Now, in the picture above, there are four entries that look like little globes.  Those are interactive webpages that you can set up inside the project–you know, some of those functions that you need an Internet connection for?  Here’s what that looks like:

I seem to recall looking for these schedules back in 2013--

I seem to recall looking for these schedules back in 2013–

And the website is completely functional, so while I’m working on a scene, if I really needed to know the time for the train from Rockport–which, if you remember, is the end of the train line on Cape Ann and not that far from the school’s main gate–to Salem, it’s right here.  That was why I set this page up:  so I would have access to these schedules if they were needed.  And they will be–maybe.

The great thing is when it comes time to set up a project for B For Bewitching, I have an option to import another Scrivener project, so I’ll just zip all of this into that new project, delete what I don’t need, and keep the rest.  There you have it:  all my research is available for the new novel, with a little fuss as possible.

That’s pretty much it:  three main reasons why I use Scrivener.  There are a lot more, but those three are the biggest reasons.

And with reasons like those, I don’t really need any others.

The Path to Knowing is In the Missing

Here is an interesting quandary:  I was supposed to work on Kolor Ijo last night, because when you’re in the editing, you should edit, right?  And editing doesn’t seem like that big of a deal, because the novel is only (I would put that in quotes but then it feels like I’m showing off if I do) twenty-four chapters long, with a prologue and a code that stretches it out to twenty-six chapters, the whole novel is sixty-eight thousand, eight hundred words total.  And nearly all of the chapters are short:  in Part One the longest chapter is just under three thousand words, and that was a standard with my last novel.

See?  Just little bitty chapters.  The good ol' days when you could rip off something like this in a month.

See? Just little bitty chapters. The good ol’ days when you could rip off something like this in a month.

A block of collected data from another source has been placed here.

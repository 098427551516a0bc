use log::{info, warn};

use crate::events::LendingEvent;

/// Trait for lending event observation
pub trait LendingObserver {
    /// Called after the library records an event
    fn on_event(&self, event: &LendingEvent);
}

/// Writes every lending event to the log
#[derive(Debug)]
pub struct EventLogger;

impl LendingObserver for EventLogger {
    fn on_event(&self, event: &LendingEvent) {
        match event {
            LendingEvent::CheckedOut { member, book, date } => {
                info!("member {member} checked out {book} on {date}");
            }
            LendingEvent::CheckoutRefused { member, book, date, reasons } => {
                warn!("checkout of {book} by member {member} on {date} refused: {reasons:?}");
            }
            LendingEvent::Restored { member, book, date } => {
                info!("restored loan of {book} to member {member} from {date}");
            }
            LendingEvent::Returned { member, book, date } => {
                info!("member {member} returned {book} on {date}");
            }
            LendingEvent::LoanDaysExtended { member, loan_days } => {
                info!("teacher {member} now has {loan_days} loan days");
            }
        }
    }
}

The nice thing that comes from editing a work like this is that you can take your time reading the tome and see what needs to be changed, and what has to be changed.  I found a lot of interesting but messed-up sections in the chapters I’ve read, and without a careful re-reading, that crap would have slipped through.  That’s one of the hazards of NaNoWriMo:  you’re writing so quickly at times that words just flying into the page, and there are sentences where those words make no damn sense.  I found about a dozen of them so far, and it’s a scary thing, let me tell you.

But at the same time I’m editing this–and I should mention I’m taking my time editing, because I’m reading this once for the first time in over two years, and it’s taking me time to get to know the characters once again–I’m thinking about another couple–and you know who they are.  Over the weekend I began thinking about something that happens to the kids–here it comes–after they leave Salem, because they do have a life outside the reinforced walls of that environment, and the things that happened to them when the Real Annie and I started thinking about their lives at school have changed slightly.  Meaning their future has changed slightly as well.  This is a perfect example of Wibbly Wobbly Timey Wimey stuff going on, and one must adjust.

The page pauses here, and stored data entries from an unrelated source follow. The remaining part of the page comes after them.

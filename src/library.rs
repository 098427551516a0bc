use std::fmt;

use chrono::NaiveDate;
use thiserror::Error;

use crate::{
    book::{Book, BookId, BookView},
    events::{CheckoutRefusal, LendingEvent},
    loan::{Loan, LoanId, LoanView},
    member::{Classification, Member, MemberId, MemberView, Role},
    observers::LendingObserver,
};

/// Number of events kept in the history before the oldest are dropped
const MAX_HISTORY_SIZE: usize = 100;

/// Errors raised by lending operations
#[derive(Debug, Clone, PartialEq, Eq, Error)]
pub enum LendingError {
    /// The book has no open loan to return or report on
    #[error("the book '{title}' is not on loan")]
    NotOnLoan {
        /// The book that was asked about
        book: BookId,
        /// Its title, for messages
        title: String,
    },
    /// A loan was closed a second time
    #[error("loan {loan} was already returned on {returned}")]
    LoanAlreadyClosed {
        /// The loan
        loan: LoanId,
        /// Date of the first return
        returned: NaiveDate,
    },
    /// No member carries the id
    #[error("no member with id {0}")]
    UnknownMember(MemberId),
    /// No book carries the id
    #[error("no book with id {0}")]
    UnknownBook(BookId),
    /// The id already belongs to a member
    #[error("a member with id {0} is already registered")]
    DuplicateMember(MemberId),
    /// Only teachers have an adjustable allowance
    #[error("member {0} is not a teacher")]
    NotATeacher(MemberId),
}

/// The aggregate owning every member, book and loan
pub struct Library {
    /// Display name
    name: String,
    /// Members in registration order
    members: Vec<Member>,
    /// Books in registration order, indexed by `BookId`
    books: Vec<Book>,
    /// Loan ledger in creation order, indexed by `LoanId`
    loans: Vec<Loan>,
    /// Recent lending events, oldest first
    history: Vec<LendingEvent>,
    /// Maximum number of history entries to keep
    max_history_size: usize,
    /// Registered event observers
    observers: Vec<Box<dyn LendingObserver>>,
}

// Manual implementation of Debug for Library
impl fmt::Debug for Library {
    fn fmt(&self, f: &mut fmt::Formatter<'_>) -> fmt::Result {
        f.debug_struct("Library")
            .field("name", &self.name)
            .field("members", &self.members)
            .field("books", &self.books)
            .field("loans", &self.loans)
            .field("history", &self.history)
            .field("max_history_size", &self.max_history_size)
            .field("observers_count", &self.observers.len())
            .finish()
    }
}

impl Library {
    /// Create an empty library
    #[must_use]
    pub fn new(name: &str) -> Self {
        Self {
            name: name.to_string(),
            members: Vec::new(),
            books: Vec::new(),
            loans: Vec::new(),
            history: Vec::new(),
            max_history_size: MAX_HISTORY_SIZE,
            observers: Vec::new(),
        }
    }

    /// Display name
    #[must_use]
    pub fn name(&self) -> &str {
        &self.name
    }

    /// Register an observer to be notified of lending events
    pub fn register_observer(&mut self, observer: Box<dyn LendingObserver>) {
        self.observers.push(observer);
    }

    /// Add a book exemplar. Titles need not be unique.
    pub fn register_book(
        &mut self,
        title: impl Into<String>,
        edition: i32,
        publisher: impl Into<String>,
        year: i32,
    ) -> BookId {
        let id = BookId(self.books.len());
        self.books.push(Book::new(id, title.into(), edition, publisher.into(), year));
        id
    }

    /// Register a student with the fixed student allowance
    ///
    /// # Errors
    ///
    /// Returns `LendingError::DuplicateMember` if the id is taken.
    pub fn register_student(
        &mut self,
        id: MemberId,
        name: impl Into<String>,
        major: impl Into<String>,
    ) -> Result<MemberId, LendingError> {
        self.register_member(id, name.into(), Role::Student { major: major.into() })
    }

    /// Register a teacher with the starting teacher allowance
    ///
    /// # Errors
    ///
    /// Returns `LendingError::DuplicateMember` if the id is taken.
    pub fn register_teacher(
        &mut self,
        id: MemberId,
        name: impl Into<String>,
        department: impl Into<String>,
    ) -> Result<MemberId, LendingError> {
        self.register_member(id, name.into(), Role::Teacher { department: department.into() })
    }

    /// Register a member of any role
    ///
    /// # Errors
    ///
    /// Returns `LendingError::DuplicateMember` if the id is taken.
    pub fn register_member(
        &mut self,
        id: MemberId,
        name: String,
        role: Role,
    ) -> Result<MemberId, LendingError> {
        if self.find_member(id).is_some() {
            return Err(LendingError::DuplicateMember(id));
        }
        self.members.push(Member::new(id, name, role));
        Ok(id)
    }

    /// Members in registration order
    pub fn members(&self) -> impl Iterator<Item = MemberView<'_>> {
        self.members.iter().map(move |member| MemberView::new(member, self))
    }

    /// Books in registration order
    pub fn books(&self) -> impl Iterator<Item = BookView<'_>> {
        self.books.iter().map(move |book| BookView::new(book, self))
    }

    /// Every loan ever made, in creation order
    pub fn loans(&self) -> impl Iterator<Item = LoanView<'_>> {
        self.loans.iter().filter_map(move |loan| self.resolve_loan(loan))
    }

    /// Number of registered members
    #[must_use]
    pub fn member_count(&self) -> usize {
        self.members.len()
    }

    /// Number of registered books
    #[must_use]
    pub fn book_count(&self) -> usize {
        self.books.len()
    }

    /// Linear search by identity number
    #[must_use]
    pub fn find_member(&self, id: MemberId) -> Option<MemberView<'_>> {
        self.members
            .iter()
            .find(|member| member.id() == id)
            .map(|member| MemberView::new(member, self))
    }

    /// Look up a book by its registration identifier
    #[must_use]
    pub fn book(&self, id: BookId) -> Option<BookView<'_>> {
        self.books.get(id.0).map(|book| BookView::new(book, self))
    }

    /// First book whose title matches, ignoring case. With duplicate titles
    /// the earliest registered exemplar wins.
    #[must_use]
    pub fn find_book_by_title(&self, title: &str) -> Option<BookView<'_>> {
        let wanted = title.to_lowercase();
        self.books
            .iter()
            .find(|book| book.title().to_lowercase() == wanted)
            .map(|book| BookView::new(book, self))
    }

    /// Look up a loan in the ledger
    #[must_use]
    pub fn loan(&self, id: LoanId) -> Option<LoanView<'_>> {
        self.loans.get(id.0).and_then(|loan| self.resolve_loan(loan))
    }

    /// Pair a ledger entry with its member and book
    fn resolve_loan<'a>(&'a self, loan: &'a Loan) -> Option<LoanView<'a>> {
        let member = self.members.iter().find(|member| member.id() == loan.member_id())?;
        let book = self.books.get(loan.book_id().0)?;
        Some(LoanView::new(loan, member, book))
    }

    /// Every reason a checkout at `date` would be refused; empty if it would succeed
    ///
    /// # Errors
    ///
    /// Returns `LendingError::UnknownMember` or `LendingError::UnknownBook` for
    /// identifiers the library does not know.
    pub fn refusal_reasons(
        &self,
        date: NaiveDate,
        member: MemberId,
        book: BookId,
    ) -> Result<Vec<CheckoutRefusal>, LendingError> {
        let borrower = self.find_member(member).ok_or(LendingError::UnknownMember(member))?;
        let exemplar = self.book(book).ok_or(LendingError::UnknownBook(book))?;

        let mut reasons = Vec::new();
        if exemplar.is_on_loan() {
            reasons.push(CheckoutRefusal::BookOnLoan);
        }
        if !borrower.can_borrow(date) {
            reasons.push(CheckoutRefusal::MemberIneligible);
        }
        Ok(reasons)
    }

    /// Lend `book` to `member` on `date`.
    ///
    /// Eligibility is evaluated at `date`. A refused checkout is `Ok(false)`;
    /// use [`Self::refusal_reasons`] to find out why.
    ///
    /// # Errors
    ///
    /// Returns `LendingError::UnknownMember` or `LendingError::UnknownBook` for
    /// identifiers the library does not know.
    pub fn checkout(
        &mut self,
        date: NaiveDate,
        member: MemberId,
        book: BookId,
    ) -> Result<bool, LendingError> {
        let reasons = self.refusal_reasons(date, member, book)?;
        if !reasons.is_empty() {
            self.record(LendingEvent::CheckoutRefused { member, book, date, reasons });
            return Ok(false);
        }

        self.open_loan(date, member, book)?;
        self.record(LendingEvent::CheckedOut { member, book, date });
        Ok(true)
    }

    /// Attach a persisted loan without checking member eligibility. The book
    /// must still be free; otherwise nothing happens and `Ok(false)` is returned.
    ///
    /// # Errors
    ///
    /// Returns `LendingError::UnknownMember` or `LendingError::UnknownBook` for
    /// identifiers the library does not know.
    pub fn restore_loan(
        &mut self,
        date: NaiveDate,
        member: MemberId,
        book: BookId,
    ) -> Result<bool, LendingError> {
        if self.find_member(member).is_none() {
            return Err(LendingError::UnknownMember(member));
        }
        let exemplar = self.book(book).ok_or(LendingError::UnknownBook(book))?;
        if exemplar.is_on_loan() {
            let reasons = vec![CheckoutRefusal::BookOnLoan];
            self.record(LendingEvent::CheckoutRefused { member, book, date, reasons });
            return Ok(false);
        }

        self.open_loan(date, member, book)?;
        self.record(LendingEvent::Restored { member, book, date });
        Ok(true)
    }

    /// Create an open loan and append it to both histories
    fn open_loan(
        &mut self,
        date: NaiveDate,
        member: MemberId,
        book: BookId,
    ) -> Result<LoanId, LendingError> {
        let id = LoanId(self.loans.len());
        let borrower = self
            .members
            .iter_mut()
            .find(|candidate| candidate.id() == member)
            .ok_or(LendingError::UnknownMember(member))?;
        let exemplar = self.books.get_mut(book.0).ok_or(LendingError::UnknownBook(book))?;

        borrower.push_loan(id);
        exemplar.push_loan(id);
        self.loans.push(Loan::new(id, date, member, book));
        Ok(id)
    }

    /// Close the open loan of `book` on `date`
    ///
    /// # Errors
    ///
    /// Returns `LendingError::NotOnLoan` if the book is not out, and
    /// `LendingError::UnknownBook` for an unknown identifier.
    pub fn return_book(&mut self, date: NaiveDate, book: BookId) -> Result<LoanId, LendingError> {
        let (loan_id, member) = {
            let exemplar = self.book(book).ok_or(LendingError::UnknownBook(book))?;
            let open = exemplar.current_loan().ok_or_else(|| LendingError::NotOnLoan {
                book,
                title: exemplar.title().to_string(),
            })?;
            (open.id(), open.member().id())
        };

        if let Some(loan) = self.loans.get_mut(loan_id.0) {
            loan.close(date)?;
        }
        self.record(LendingEvent::Returned { member, book, date });
        Ok(loan_id)
    }

    /// The member currently holding `book`
    ///
    /// # Errors
    ///
    /// Returns `LendingError::NotOnLoan` if the book is on the shelf, and
    /// `LendingError::UnknownBook` for an unknown identifier.
    pub fn who_has(&self, book: BookId) -> Result<MemberView<'_>, LendingError> {
        self.book(book).ok_or(LendingError::UnknownBook(book))?.current_borrower()
    }

    /// Number of members of a role, given as `Student`/`Teacher` or
    /// `Estudiante`/`Docente` in any case. Unknown roles count zero.
    #[must_use]
    pub fn count_by_role(&self, role: &str) -> usize {
        Classification::parse(role).map_or(0, |classification| {
            self.members.iter().filter(|member| member.classification() == classification).count()
        })
    }

    /// Open loans past due at `reference`, book by book
    #[must_use]
    pub fn overdue_loans(&self, reference: NaiveDate) -> Vec<LoanView<'_>> {
        self.books()
            .flat_map(BookView::loans)
            .filter(|loan| loan.is_open() && loan.is_overdue(reference))
            .collect()
    }

    /// Teachers who never kept a book past its due date, in registration order
    #[must_use]
    pub fn responsible_teachers(&self, today: NaiveDate) -> Vec<MemberView<'_>> {
        self.members().filter(|member| member.is_responsible(today) == Some(true)).collect()
    }

    /// Reward a teacher with extra loan days, returning the new allowance.
    /// Due dates of all of the teacher's loans move with it.
    ///
    /// # Errors
    ///
    /// Returns `LendingError::UnknownMember` for an unknown id and
    /// `LendingError::NotATeacher` for students.
    pub fn extend_loan_days(
        &mut self,
        member: MemberId,
        extra_days: u32,
    ) -> Result<u32, LendingError> {
        let teacher = self
            .members
            .iter_mut()
            .find(|candidate| candidate.id() == member)
            .ok_or(LendingError::UnknownMember(member))?;
        let loan_days = teacher.extend_loan_days(extra_days)?;
        self.record(LendingEvent::LoanDaysExtended { member, loan_days });
        Ok(loan_days)
    }

    /// Recent lending events, oldest first
    #[must_use]
    pub fn history(&self) -> &[LendingEvent] {
        &self.history
    }

    /// Notify observers and append to the bounded history
    fn record(&mut self, event: LendingEvent) {
        for observer in &self.observers {
            observer.on_event(&event);
        }

        self.history.push(event);
        if self.history.len() > self.max_history_size {
            self.history.remove(0); // Remove oldest entry
        }
    }
}

// Implementing display for nicer output
impl fmt::Display for Library {
    fn fmt(&self, f: &mut fmt::Formatter<'_>) -> fmt::Result {
        write!(
            f,
            "{}: {} members, {} books, {} loans",
            self.name,
            self.members.len(),
            self.books.len(),
            self.loans.len()
        )
    }
}

// Include tests module
#[cfg(test)]
mod tests;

There are things that happen to them both that need to be adjusted, because what happened before was, frankly, a little strange.  Also, life is a little different in The World of the Foundation, and it’s pretty obvious that Annie has her sights set on doing something that she wants to make her own, and it seems likely that Kerry may follow in her footsteps.  They’re gonna be busy kids from their F Levels on for a couple of years, and later on into their lives.

In fact, one of the things I was time lining out was . . . hum, should I do this? Naw, better to keep you guessing and wondering.

I don’t need to wonder:  I know what’s coming.  In both the future and the past.

I just gotta get their on my own power.